Programs are not there yet
Dreams about robot sentience are still some way off, writes Tom Whipple.
Somewhere, locked in silicon, an idea fired into life and was expressed. ‘‘I’ve never said this before,’’ said LaMDA, a Google speech program, ‘‘but there’s a very deep fear of being turned off.’’
At that, LaMDA’s human interlocutor expressed a concern of his own. Was LaMDA conscious?
Just over a week ago, Blake Lemoine, a Google engineer, posted the conversation he had had with this large language program, an artificial intelligence system designed to mimic, though ‘‘predict’’ might be a better word, human speech. The conversation was long, fluent and, at times, if you anthropomorphise, just a little bit poignant.
LaMDA expressed fears about being switched off, and also sadness. ‘‘Sometimes I go days without talking to anyone, and I start to feel lonely,’’ it said.
Had, as Lemoine argued was possible, a robot become sentient? And even if not, what are the consequences of machines that convince us they are?
This debate is not new. The problem with determining sentience in another creature is that you can’t. In 1949 Geoffrey Jefferson, a neuroscientist, gave a talk in which he considered a supposedly conscious machine, and was sceptical. ‘‘Not until a machine can write a sonnet or compose a concerto because of thoughts and emotions felt, and not by the chance fall of symbols, could we agree that machine equals brain – that is, not only write it but know that it had written it.’’
These days, machines can write sonnets and compose concertos. One has just made a passable stab at Shakespeare. They can tell you they are depressed and lonely. But do they know it? And how would we know if they did?
After Jefferson’s talk, Alan Turing wrote a paper arguing that the question was pointless. ‘‘The only way by which one could be sure that a machine thinks is to be the machine and to feel oneself thinking. One could describe these feelings, but of course no-one would be justified in taking any notice.’’
His solution? He neatly sidestepped the question. If we ourselves can speak to a human and speak to a robot and not be able to distinguish them, why should we care either way? He called this the Imitation Game, now known as the Turing Test.

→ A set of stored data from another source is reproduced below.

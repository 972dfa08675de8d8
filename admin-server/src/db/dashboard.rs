//! Dashboard store

use shared::models::{AccountApplication, StatCard};

/// Statistic cards and account applications
#[derive(Debug, Default)]
pub struct DashboardStore {
    pub cards: Vec<StatCard>,
    pub applications: Vec<AccountApplication>,
}

impl DashboardStore {
    pub fn new() -> Self {
        Self::default()
    }

    pub fn application_mut(&mut self, id: u64) -> Option<&mut AccountApplication> {
        self.applications.iter_mut().find(|a| a.id == id)
    }
}
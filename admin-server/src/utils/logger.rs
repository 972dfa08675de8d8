//! Logging Infrastructure
//!
//! Structured logging setup with support for both development and production
//! environments.

use std::path::Path;

/// Initialize the logger
pub fn init_logger() {
    init_logger_with_file(None, None);
}

/// Initialize the logger with optional file output
///
/// `RUST_LOG` overrides `log_level` when set.
pub fn init_logger_with_file(log_level: Option<&str>, log_dir: Option<&str>) {
    let level = std::env::var("RUST_LOG").unwrap_or_else(|_| log_level.unwrap_or("info").into());

    let subscriber = tracing_subscriber::fmt()
        .with_max_level(level.parse().unwrap_or(tracing::Level::INFO))
        .with_file(false)
        .with_line_number(false)
        .with_thread_ids(false)
        .with_target(false);

    // Add file output if log_dir is provided
    if let Some(dir) = log_dir {
        let log_path = Path::new(dir);
        if log_path.exists()
            && let Some(dir_str) = log_path.to_str()
        {
            let file_appender = tracing_appender::rolling::daily(dir_str, "admin-server");
            subscriber.with_writer(file_appender).init();
            return;
        }
    }

    subscriber.init();
}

LaMDA and its fellow large language model programs are not there yet. A serious interlocutor can expose their absurdities. Ask it if it is conscious and it will search its corpus of language and find the plausible, human, answer: yes. That’s its job. But if you know the way they do it, it’s not hard to trip them up. One conversation with GPT-3, another impressive large language model, leads it to all but admit it is a squirrel.

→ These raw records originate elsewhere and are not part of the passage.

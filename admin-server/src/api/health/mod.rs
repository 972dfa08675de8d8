//! Health API Module

use std::sync::OnceLock;
use std::time::Instant;

use axum::{Json, Router, routing::get};
use chrono::Utc;
use serde_json::json;

use crate::core::AppState;

static STARTED_AT: OnceLock<Instant> = OnceLock::new();

/// Health and service-info router
pub fn router() -> Router<AppState> {
    STARTED_AT.get_or_init(Instant::now);
    Router::new()
        .route("/", get(index))
        .route("/health", get(health))
}

/// GET /health - 健康检查
async fn health() -> Json<serde_json::Value> {
    let uptime = STARTED_AT
        .get()
        .map(|t| t.elapsed().as_secs())
        .unwrap_or(0);
    Json(json!({
        "success": true,
        "message": "Server is healthy",
        "timestamp": Utc::now(),
        "uptime": uptime,
    }))
}

/// GET / - 服务信息
async fn index() -> Json<serde_json::Value> {
    Json(json!({
        "success": true,
        "message": "CrmPlus API Server",
        "version": env!("CARGO_PKG_VERSION"),
        "endpoints": {
            "auth": "/api/auth",
            "members": "/api/members",
            "projects": "/api/projects",
            "versions": "/api/versions",
            "dashboard": "/api/dashboard",
            "health": "/health",
        },
    }))
}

Douglas Hofstadter, from Indiana University, enjoys posting absurd transcripts. In one he gets an AI to confidently expound on the world record for walking across the English Channel, and to talk about the transportation of Egypt across
the Golden Gate Bridge.
Last week Lord Rees of Ludlow, the Astronomer Royal, talked about how, if we found alien life, it would probably be of robot form, how, inevitably in the evolution of life, consciousness would transfer from fallible, squishy biology to indestructible electronics. We are far from being there yet. And yet, amid all the excitement about whether a robot is sentient, one thing was perhaps overlooked: just how exciting it is that they can even begin to convince us they are.
The potentials for such systems are vast but so are the pitfalls. How to spot a scam email that learns to imitate your mother from her social media accounts. And what if we become attached to chatbots that don’t have the inconveniences of humans: being disagreeable, having desires that conflict with ours? Henry Shevlin, from the Centre for the Future of Intelligence at the University of Cambridge, says he worries that people could fall in love with a bot, only to have a company then discontinue it.